If the goal of this KT team truly was as simple as to beat SKT, then it has failed every single attempt, unable to reach this goal even once.
In the midst of another small wave of South Korean players headed to North America, Europe and China in the 2016-17 offseason, there was the undercurrent of former Korean superstars returning to their home soil. Players such as Jang "MaRin" Gyeong-hwan, Lee "Spirit" Da-yoon and Heo "Huni" Seung-hoon all returned after tenures in other countries and with other teams.
During that time, EDward Gaming's Kim "Deft" Hyuk-kyu, Heo "PawN" Won-seok and Cho "Mata" Se-hyeong all landed on KT Rolster. Along with former ROX Tigers top laner Song "Smeb" Kyung-ho and veteran KT stalwart Go "Score" Dong-bin, they formed what became known as the KT superteam.
From the moment this roster was assembled, KT and team Head Coach Lee Ji-hoon were outspoken about designing this specific team to beat esports and telecommunications rival SK Telecom T1, owner of the best League of Legends player -- and team -- in the world.
Two splits, four regular-season clashes and two playoff best-of-fives later, and this iteration of KT has a worse record against SKT this year than last year's roster, in both overall win rate (35 percent last year to 30 percent this year) and series win rate. The so-called KT superteam has yet to beat SKT in any series, something the 2016 roster managed to do in one regular-season series and, more crucially, in the 2016 LCK Summer playoff gauntlet.

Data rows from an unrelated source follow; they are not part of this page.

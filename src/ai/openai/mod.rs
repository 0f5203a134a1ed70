pub mod chat;
pub mod client;
pub mod types;

pub use chat::OpenAiChatClient;
pub use client::OpenAiHttpClient;
//! Helpers for integration tests.
#![allow(dead_code)]

use chrono::{DateTime, NaiveDateTime};
use pushkind_feeds::domain::catalog::Catalog;
use pushkind_feeds::import::CatalogBuilder;

/// Fixed stamp so catalogs built in tests compare equal.
pub fn epoch() -> NaiveDateTime {
    DateTime::from_timestamp(0, 0)
        .expect("valid timestamp")
        .naive_utc()
}

pub fn build(raw: &str) -> Catalog {
    CatalogBuilder::new("Test feed")
        .source_url("https://feeds.example.com/test.xml")
        .modified_at(epoch())
        .build(raw)
        .expect("feed should build")
}

/// Standard export with categories, currencies and two size variants of
/// one shirt sharing a URL.
pub const SHIRTS: &str = r#"<?xml version="1.0" encoding="UTF-8"?>
<yml_catalog date="2024-06-01 12:00">
  <shop>
    <name>Shirt Shop</name>
    <company>Shirts Ltd</company>
    <url>https://shirts.example.com</url>
    <currencies><currency id="RUB" rate="1"/></currencies>
    <categories>
      <category id="10">Clothes</category>
      <category id="11" parentId="10">Shirts</category>
    </categories>
    <offers>
      <offer id="s-1" available="true">
        <name>Oxford shirt</name>
        <url>https://shirts.example.com/oxford</url>
        <price>2500</price>
        <categoryId>11</categoryId>
        <picture>https://shirts.example.com/oxford-s.jpg</picture>
        <param name="Размер">S</param>
        <param name="Цвет">white</param>
      </offer>
      <offer id="s-2" available="false">
        <name>Oxford shirt</name>
        <url>https://shirts.example.com/oxford</url>
        <price>2500</price>
        <categoryId>11</categoryId>
        <param name="Размер">M</param>
        <param name="Цвет">blue</param>
      </offer>
      <offer id="s-3">
        <name>Linen shirt</name>
        <url>https://shirts.example.com/linen</url>
        <price>3100</price>
        <stock>4</stock>
        <categoryId>11</categoryId>
      </offer>
    </offers>
  </shop>
</yml_catalog>"#;

/// One document per resolvable layout, each carrying offers.
pub fn shaped_documents() -> Vec<(&'static str, &'static str)> {
    vec![
        (
            "catalog shop",
            r#"<yml_catalog><shop><offers><offer id="1"><name>A</name></offer></offers></shop></yml_catalog>"#,
        ),
        (
            "root shop",
            r#"<?xml version="1.0"?><shop><offers><offer id="1"><name>A</name></offer></offers></shop>"#,
        ),
        (
            "nested shop",
            r#"<?xml version="1.0"?><export><shop><offers><offer id="1"><name>A</name></offer></offers></shop></export>"#,
        ),
        (
            "record array",
            r#"{"goods": [{"id": "1", "name": "A"}, {"id": "2", "title": "B"}]}"#,
        ),
        (
            "collection holder",
            r#"<?xml version="1.0"?><catalog><items><item id="1"><name>A</name></item></items></catalog>"#,
        ),
        (
            "deep offers",
            r#"<?xml version="1.0"?><root><a><b><offers><offer id="1"><name>A</name></offer></offers></b></a></root>"#,
        ),
        (
            "root shop without declaration",
            r#"<shop><offers><offer id="1"><name>A</name></offer></offers></shop>"#,
        ),
        (
            "nested shop without declaration",
            r#"<export><shop><offers><offer id="1"><name>A</name></offer></offers></shop></export>"#,
        ),
        (
            "collection holder without declaration",
            r#"<catalog><items><item id="1"><name>A</name></item></items></catalog>"#,
        ),
        (
            "deep offers without declaration",
            r#"<root><a><b><offers><offer id="1"><name>A</name></offer></offers></b></a></root>"#,
        ),
    ]
}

Throughout spring, it was easy to see how KT would fail to beat SKT. KT banked on its strong early game, drafting pushing lanes for its talented laners to bulldoze opponents into submission.
Difficulties arose when members of KT failed to coordinate with one another in nearly all aspects of the game, from Teleport plays to routine vision rotations, and the team became overly reliant on individual outplays from its star players. KT's approach against SKT wasn't incorrect, and it won them a few games before SKT stormed back in Games 2 and 3 of their regular-season series, but execution was sloppy. Mid-game mistakes cost KT dearly against SKT, and by Game 3, SKT had adjusted to KT, whether it was in draft, by substituting out players or both.

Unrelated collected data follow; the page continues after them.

//! Field normalizers: one raw value of unknown shape in, one canonical value
//! out. None of these functions fail; anything that cannot be interpreted
//! cleanly falls back to a best-effort value.

use std::sync::LazyLock;

use regex::Regex;

use crate::domain::raw::{Primitive, RawMap, RawValue, TEXT_KEY};
use crate::domain::types::ProductPrice;

/// Stand-in for attribute values that could not be rendered at all.
pub const ATTRIBUTE_PLACEHOLDER: &str = "[unreadable value]";

const TRUTHY: [&str; 3] = ["true", "yes", "1"];
const FALSY: [&str; 3] = ["false", "no", "0"];

const AVAILABILITY_KEYS: [&str; 2] = ["available", "availability"];
const STOCK_KEYS: [&str; 5] = ["stock", "stock_quantity", "quantity", "count", "in_stock"];
const ATTRIBUTE_VALUE_KEYS: [&str; 6] = ["value", TEXT_KEY, "text", "name", "label", "id"];

static TAG: LazyLock<Regex> = LazyLock::new(|| Regex::new(r"<[^>]*>").expect("valid regex"));
static WHITESPACE: LazyLock<Regex> = LazyLock::new(|| Regex::new(r"\s+").expect("valid regex"));

/// Text normalizer. Null or absent values become an empty string.
pub fn normalize_text(value: Option<&RawValue>) -> String {
    let Some(value) = value else {
        return String::new();
    };
    match value {
        RawValue::Primitive(primitive) => primitive.to_text().trim().to_string(),
        RawValue::Keyed(map) => match map.get_any(&[TEXT_KEY, "text"]) {
            Some(inner) => normalize_text(Some(inner)),
            None => {
                log::debug!("Rendering structured text field as JSON");
                value.to_compact_string().unwrap_or_default()
            }
        },
        RawValue::List(items) => items
            .iter()
            .map(|item| normalize_text(Some(item)))
            .find(|text| !text.is_empty())
            .unwrap_or_default(),
    }
}

/// Description normalizer: text with markup reduced to plain text.
pub fn normalize_description(value: Option<&RawValue>) -> String {
    html_to_text(&normalize_text(value))
}

/// Strips tags, decodes the common entities and collapses whitespace.
pub fn html_to_text(html: &str) -> String {
    let without_tags = TAG.replace_all(html, " ");
    let decoded = without_tags
        .replace("&nbsp;", " ")
        .replace("&lt;", "<")
        .replace("&gt;", ">")
        .replace("&quot;", "\"")
        .replace("&#39;", "'")
        .replace("&apos;", "'")
        .replace("&amp;", "&");
    WHITESPACE.replace_all(decoded.trim(), " ").into_owned()
}

/// String-list normalizer. Flattens every level of nesting and drops empty
/// entries; always returns a list. An element with character data
/// contributes only that text, not its attributes.
pub fn normalize_string_list(value: Option<&RawValue>) -> Vec<String> {
    let mut out = Vec::new();
    if let Some(value) = value {
        collect_strings(value, &mut out);
    }
    out
}

fn collect_strings(value: &RawValue, out: &mut Vec<String>) {
    match value {
        RawValue::Primitive(primitive) => {
            if !primitive.is_falsy() {
                let text = primitive.to_text().trim().to_string();
                if !text.is_empty() {
                    out.push(text);
                }
            }
        }
        RawValue::List(items) => items.iter().for_each(|item| collect_strings(item, out)),
        RawValue::Keyed(map) => match map.get(TEXT_KEY) {
            Some(text) => collect_strings(text, out),
            None => map.values().for_each(|item| collect_strings(item, out)),
        },
    }
}

/// Availability normalizer over a whole offer record.
///
/// Signals are consulted in order: explicit flag, stock count, model-type
/// marker, positive price. Without any signal the offer counts as
/// available, so uncertain items stay visible.
pub fn normalize_availability(record: &RawValue) -> bool {
    let Some(map) = record.as_keyed() else {
        return true;
    };
    explicit_flag(map)
        .or_else(|| stock_count(map))
        .or_else(|| model_marker(map))
        .or_else(|| positive_price(map))
        .unwrap_or(true)
}

fn explicit_flag(map: &RawMap) -> Option<bool> {
    let value = map.get_any(&AVAILABILITY_KEYS).filter(|v| !v.is_null())?;
    Some(match leaf(value)? {
        Primitive::Null => return None,
        Primitive::Bool(flag) => flag,
        Primitive::Number(number) => number != 0.0,
        Primitive::Text(text) => TRUTHY.contains(&text.trim().to_lowercase().as_str()),
    })
}

fn stock_count(map: &RawMap) -> Option<bool> {
    let value = map.get_any(&STOCK_KEYS).filter(|v| !v.is_null())?;
    Some(match leaf(value)? {
        Primitive::Null => return None,
        Primitive::Bool(flag) => flag,
        Primitive::Number(number) => number > 0.0,
        Primitive::Text(text) => {
            let text = text.trim().to_lowercase();
            if let Some(count) = parse_number(&text) {
                count > 0.0
            } else if TRUTHY.contains(&text.as_str()) {
                true
            } else {
                !text.is_empty() && !FALSY.contains(&text.as_str())
            }
        }
    })
}

fn model_marker(map: &RawMap) -> Option<bool> {
    let marker = normalize_text(map.get("type")).to_lowercase();
    marker.contains("model").then_some(true)
}

fn positive_price(map: &RawMap) -> Option<bool> {
    let price = parse_raw_number(map.get("price")?)?;
    (price > 0.0).then_some(true)
}

/// Reduces a value to the primitive that carries it, looking through the
/// character-data key and taking the first list element.
fn leaf(value: &RawValue) -> Option<Primitive> {
    match value {
        RawValue::Primitive(primitive) => Some(primitive.clone()),
        RawValue::List(items) => items.first().and_then(leaf),
        RawValue::Keyed(map) => map.get_any(&[TEXT_KEY, "text", "value"]).and_then(leaf),
    }
}

/// Lenient number parsing: spaces are ignored and a decimal comma accepted.
pub fn parse_number(text: &str) -> Option<f64> {
    let cleaned: String = text
        .chars()
        .filter(|c| !c.is_whitespace())
        .map(|c| if c == ',' { '.' } else { c })
        .collect();
    cleaned.parse::<f64>().ok().filter(|n| n.is_finite())
}

fn parse_raw_number(value: &RawValue) -> Option<f64> {
    match leaf(value)? {
        Primitive::Number(number) => Some(number).filter(|n| n.is_finite()),
        Primitive::Text(text) => parse_number(&text),
        Primitive::Null | Primitive::Bool(_) => None,
    }
}

/// Price normalizer; anything unreadable or negative is zero.
pub fn normalize_price(value: Option<&RawValue>) -> ProductPrice {
    value
        .and_then(parse_raw_number)
        .and_then(|n| ProductPrice::new(n).ok())
        .unwrap_or_default()
}

/// Old-price normalizer; anything unreadable or negative is absent.
pub fn normalize_old_price(value: Option<&RawValue>) -> Option<ProductPrice> {
    value
        .and_then(parse_raw_number)
        .and_then(|n| ProductPrice::new(n).ok())
}

/// Attribute-value normalizer. Total: always returns a flat string.
pub fn normalize_attribute_value(value: &RawValue) -> String {
    match value {
        RawValue::Primitive(primitive) => primitive.to_text().trim().to_string(),
        RawValue::Keyed(map) => {
            if let Some(inner) = ATTRIBUTE_VALUE_KEYS
                .iter()
                .find_map(|key| map.get(key).filter(|v| !v.is_null()))
            {
                return normalize_attribute_value(inner);
            }
            first_primitive(map.values()).unwrap_or_else(|| render_fallback(value))
        }
        RawValue::List(items) => {
            first_primitive(items.iter()).unwrap_or_else(|| render_fallback(value))
        }
    }
}

fn first_primitive<'a>(mut values: impl Iterator<Item = &'a RawValue>) -> Option<String> {
    values.find_map(|value| match value {
        RawValue::Primitive(primitive) if !primitive.is_falsy() || is_zero(primitive) => {
            Some(primitive.to_text().trim().to_string())
        }
        _ => None,
    })
}

fn is_zero(primitive: &Primitive) -> bool {
    matches!(primitive, Primitive::Number(n) if *n == 0.0)
}

fn render_fallback(value: &RawValue) -> String {
    match value.to_compact_string() {
        Some(rendered) => rendered,
        None => {
            log::warn!("Attribute value could not be rendered; using placeholder");
            ATTRIBUTE_PLACEHOLDER.to_string()
        }
    }
}

/// Attribute-list normalizer over a whole offer record.
///
/// Reads `param` elements (`<param name="...">value</param>`) as well as
/// `params`/`attributes` collections, either as a list of name/value records
/// or as a plain name-to-value map. Attributes without a name are dropped.
pub fn normalize_attributes(record: &RawValue) -> Vec<(String, String)> {
    let Some(map) = record.as_keyed() else {
        return Vec::new();
    };

    let mut out = Vec::new();
    for key in ["param", "params", "attributes", "attribute"] {
        let Some(node) = map.get(key) else {
            continue;
        };
        for item in node.items() {
            collect_attributes(item, &mut out);
        }
    }
    out
}

fn collect_attributes(item: &RawValue, out: &mut Vec<(String, String)>) {
    let RawValue::Keyed(map) = item else {
        return;
    };

    if let Some(name) = map.get("name") {
        let name = normalize_text(Some(name));
        if name.is_empty() {
            return;
        }
        let value = map
            .get_any(&[TEXT_KEY, "value", "text"])
            .map(normalize_attribute_value)
            .unwrap_or_default();
        out.push((name, value));
        return;
    }

    if let Some(nested) = map.get_any(&["param", "attribute"]) {
        for inner in nested.items() {
            collect_attributes(inner, out);
        }
        return;
    }

    for (name, value) in map.iter() {
        let name = name.trim();
        if !name.is_empty() && name != TEXT_KEY {
            out.push((name.to_string(), normalize_attribute_value(value)));
        }
    }
}
pub mod catalogs;
pub mod errors;
pub mod merge;
pub mod reconcile;
pub mod report;

pub use errors::{ServiceError, ServiceResult};
use serde::{Deserialize, Serialize};

use crate::domain::raw::RawValue;
use crate::domain::types::{
    AttributeId, CategoryId, CurrencyCode, ExternalId, ProductId, ProductPrice,
};

/// Single `name = value` facet of a product. The value is always flat text.
#[derive(Debug, Clone, Serialize, Deserialize, PartialEq, Eq)]
pub struct ProductAttribute {
    pub id: AttributeId,
    pub name: String,
    pub value: String,
}

impl ProductAttribute {
    pub fn new(id: AttributeId, name: impl Into<String>, value: impl Into<String>) -> Self {
        Self {
            id,
            name: name.into(),
            value: value.into(),
        }
    }

    /// Identity used when comparing or unioning attribute sets.
    pub fn signature(&self) -> (String, String) {
        (
            self.name.trim().to_lowercase(),
            self.value.trim().to_string(),
        )
    }
}

/// Presentation overlays produced outside the import pipeline. They never
/// replace the source fields in place.
#[derive(Debug, Clone, Default, Serialize, Deserialize, PartialEq)]
pub struct GeneratedContent {
    pub name: Option<String>,
    pub description: Option<String>,
    pub url: Option<String>,
}

/// Canonical product record.
#[derive(Debug, Clone, Serialize, Deserialize, PartialEq)]
pub struct Product {
    pub id: ProductId,
    pub external_id: ExternalId,
    pub name: String,
    /// Plain text; markup is stripped at import.
    pub description: String,
    pub price: ProductPrice,
    pub old_price: Option<ProductPrice>,
    pub currency: CurrencyCode,
    pub category_id: Option<CategoryId>,
    pub url: Option<String>,
    pub pictures: Vec<String>,
    pub vendor: String,
    pub vendor_code: String,
    pub available: bool,
    pub attributes: Vec<ProductAttribute>,
    #[serde(default)]
    pub generated: GeneratedContent,
    pub merged_from_variants: Option<usize>,
    pub merged_attribute_names: Option<Vec<String>>,
    pub merged_sizes: Option<Vec<String>>,
    pub merged_colors: Option<Vec<String>>,
    pub include_in_export: bool,
    /// Source record as parsed, kept for field remapping.
    #[serde(default)]
    pub raw: RawValue,
}

impl Product {
    /// URL used to group listings of the same underlying product.
    pub fn grouping_url(&self) -> Option<&str> {
        let canonical = self.url.as_deref().map(str::trim).filter(|u| !u.is_empty());
        canonical.or_else(|| {
            self.generated
                .url
                .as_deref()
                .map(str::trim)
                .filter(|u| !u.is_empty())
        })
    }

    /// Name shown to users: the generated overlay when present.
    pub fn display_name(&self) -> &str {
        self.generated
            .name
            .as_deref()
            .filter(|name| !name.trim().is_empty())
            .unwrap_or(&self.name)
    }

    pub fn attribute(&self, name: &str) -> Option<&ProductAttribute> {
        self.attributes
            .iter()
            .find(|attribute| names_match(&attribute.name, name))
    }
}

/// Case-insensitive attribute name comparison (Unicode-aware, so `Размер`
/// matches `размер`).
pub fn names_match(left: &str, right: &str) -> bool {
    left.trim().to_lowercase() == right.trim().to_lowercase()
}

This past summer, KT ironed out a few of these issues. At the very least, KT's early game prowess was unparalleled. The team knew its strengths, was aware of its weaknesses and drafted accordingly, leveraging those same strengths to overcome persistent flaws. Of all teams in Korea this past summer, KT averaged the highest gold difference at 15 minutes (1,588), highest First Blood percentage (62 percent) and highest first turret rate (74 percent) and was first to kill three turrets rate (72 percent). This overwhelming early dominance helped cover optimistic late-game engage mistakes, overextensions and objective trades.
But for a team that is fairly simple in playing style, KT Rolster is a difficult team to talk about.
Although it still made simple mistakes and showed cracks in coordination, many of KT's faults against SKT appear intangible. Suddenly, KT might botch an early-to-mid-game objective trade like the recent Game 3 Rift Herald, which donated all in-game momentum to SKT's favorable scaling. A member of SKT might dive ahead of the team and die in an unnecessary skirmish.
These mistakes are visible to outsiders and not limited to the SKT series, but the team mentality appears all the weaker against SKT.
From a distance, we can see the crumpled faces of KT members in the booth following another SKT loss. Mata didn't lift his head from his keyboard after the recent SKT reverse-sweep while Deft and Score stared aimlessly into the middle-distance, shocked. We can perceive Score's tilt from suspect item choices or credit PawN's aimless wandering to a poor team mentality, but ultimately, we'll never know how much the individual members of KT allow mounting pressure in SKT series to get to them.
Again, the mistakes themselves are a constant with KT. Yet it comes more quickly and frequently against SKT, and SKT is better at punishing these mistakes than most teams. On top of this, there are the intangibles of in-game tension and stress.
Adding insult to injury this particular summer is the fact that KT might qualify for the 2017 World Championship courtesy of SKT. KT had two chances -- the first in the final week of the regular season and most recently in the latest leg of the playoff gauntlet -- to beat SKT when it mattered most and claim a spot at Worlds on their own. Now that spot, whether it's achieved based on championship points or by winning the 2017 LCK Summer Finals, belongs to SKT. If SKT beat Longzhu Gaming in the upcoming final, it'll send KT to Worlds anyway, even after beating them twice. Should Longzhu take home the summer title, KT will have to fight for Korea's third seed in the Regional Qualifier.
Qualifying thanks to the good graces of SKT would be a fitting bookend to this KT Rolster tragedy. It was the year that KT designed specifically to best its longtime telecom rival -- only to lose every series against them. The only event that could possibly turn this calamity into good fortune at this point would be a World Championship title.